Carolyn Hax: Facing loss takes a conscious effort
Dear Carolyn: All my good friends are friends with my recent ex, whose mention is still pretty painful for me. I’ve tried telling them I’m not ready to talk about him yet, but they can’t help mentioning him in passing when he’s so relevant to everyone’s lives, still. I know he sees them when I don’t, and I don’t want to be possessive, but I feel uncomfortable with that.
Time for new friends? Or am I being unreasonable to think my close friends could join me in pretending this heartbreaker doesn’t exist for a while, till I get over him? – D.C.
It’s perfectly reasonable to ask friends to spare you detailed reports on your painfully recent ex. They owe you that.

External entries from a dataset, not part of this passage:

//! Principal component analysis of small point neighbourhoods.

use glam::Vec3;
use nalgebra::Matrix3;

/// Principal axes of a point neighbourhood.
#[derive(Debug, Clone, Copy, PartialEq)]
pub struct LocalFrame {
    /// Centroid of the points.
    pub centroid: Vec3,
    /// Eigenvalues of the covariance, ascending.
    pub eigenvalues: [f32; 3],
    /// Eigenvector of the smallest eigenvalue: the fitted plane normal.
    pub normal: Vec3,
    /// Eigenvector of the largest eigenvalue: the direction of greatest spread.
    pub major_axis: Vec3,
}

impl LocalFrame {
    /// Fits a frame to `points`. Returns `None` for an empty input or a
    /// degenerate decomposition.
    pub fn fit(points: &[Vec3]) -> Option<Self> {
        if points.is_empty() {
            return None;
        }
        #[allow(clippy::cast_precision_loss)]
        let n = points.len() as f32;
        let centroid = points.iter().copied().sum::<Vec3>() / n;

        let mut cov = Matrix3::<f32>::zeros();
        for p in points {
            let d = *p - centroid;
            let d = nalgebra::Vector3::new(d.x, d.y, d.z);
            cov += d * d.transpose();
        }
        cov /= n;

        let eigen = cov.symmetric_eigen();
        let mut order = [0_usize, 1, 2];
        order.sort_by(|&a, &b| eigen.eigenvalues[a].total_cmp(&eigen.eigenvalues[b]));

        let column = |i: usize| {
            let c = eigen.eigenvectors.column(i);
            Vec3::new(c[0], c[1], c[2])
        };
        let normal = column(order[0]).normalize_or_zero();
        let major_axis = column(order[2]).normalize_or_zero();
        if normal == Vec3::ZERO || !normal.is_finite() || !major_axis.is_finite() {
            return None;
        }

        Some(Self {
            centroid,
            eigenvalues: [
                eigen.eigenvalues[order[0]].max(0.0),
                eigen.eigenvalues[order[1]].max(0.0),
                eigen.eigenvalues[order[2]].max(0.0),
            ],
            normal,
            major_axis,
        })
    }

    /// Surface variation `λ0 / (λ0 + λ1 + λ2)`: 0 for a plane, 1/3 for isotropic noise.
    #[must_use]
    pub fn surface_variation(&self) -> f32 {
        let sum: f32 = self.eigenvalues.iter().sum();
        if sum <= f32::EPSILON {
            0.0
        } else {
            self.eigenvalues[0] / sum
        }
    }
}

#[cfg(test)]
mod tests {
    use super::*;

    #[test]
    fn test_plane_normal() {
        let points: Vec<Vec3> = (0..25)
            .map(|i| Vec3::new((i % 5) as f32, 2.0, (i / 5) as f32 * 0.5))
            .collect();
        let frame = LocalFrame::fit(&points).unwrap();

        assert!(frame.normal.dot(Vec3::Y).abs() > 0.999);
        assert!(frame.surface_variation() < 1e-6);
        assert!((frame.centroid - Vec3::new(2.0, 2.0, 1.0)).length() < 1e-5);
        // x spread (0..4) dominates z spread (0..2)
        assert!(frame.major_axis.dot(Vec3::X).abs() > 0.999);
    }

    #[test]
    fn test_isotropic_variation() {
        let points = vec![
            Vec3::X,
            -Vec3::X,
            Vec3::Y,
            -Vec3::Y,
            Vec3::Z,
            -Vec3::Z,
        ];
        let frame = LocalFrame::fit(&points).unwrap();
        assert!((frame.surface_variation() - 1.0 / 3.0).abs() < 1e-4);
    }

    #[test]
    fn test_empty() {
        assert!(LocalFrame::fit(&[]).is_none());
    }
}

To ask them not to mention him “in passing” though, when he’s still their friend, is to make your problem into everyone else’s.
Life is really painful sometimes. Sometimes you have to watch other people enjoy something you recently lost. Sometimes, you have to accept there are limits to what your community can do, and things you must face on your own, even when you’re in agony.
Facing your loss, in turn, means there’s no place for “pretending” – not for your friends, and definitely not for you. He exists. He interacts with your friends. He will love again, maybe soon. He didn’t evaporate.
But neither did you. So, tell yourself this until you believe it: “I want us both to be happy again.” Then, figure out conscious steps you can take to hold up your end of that deal.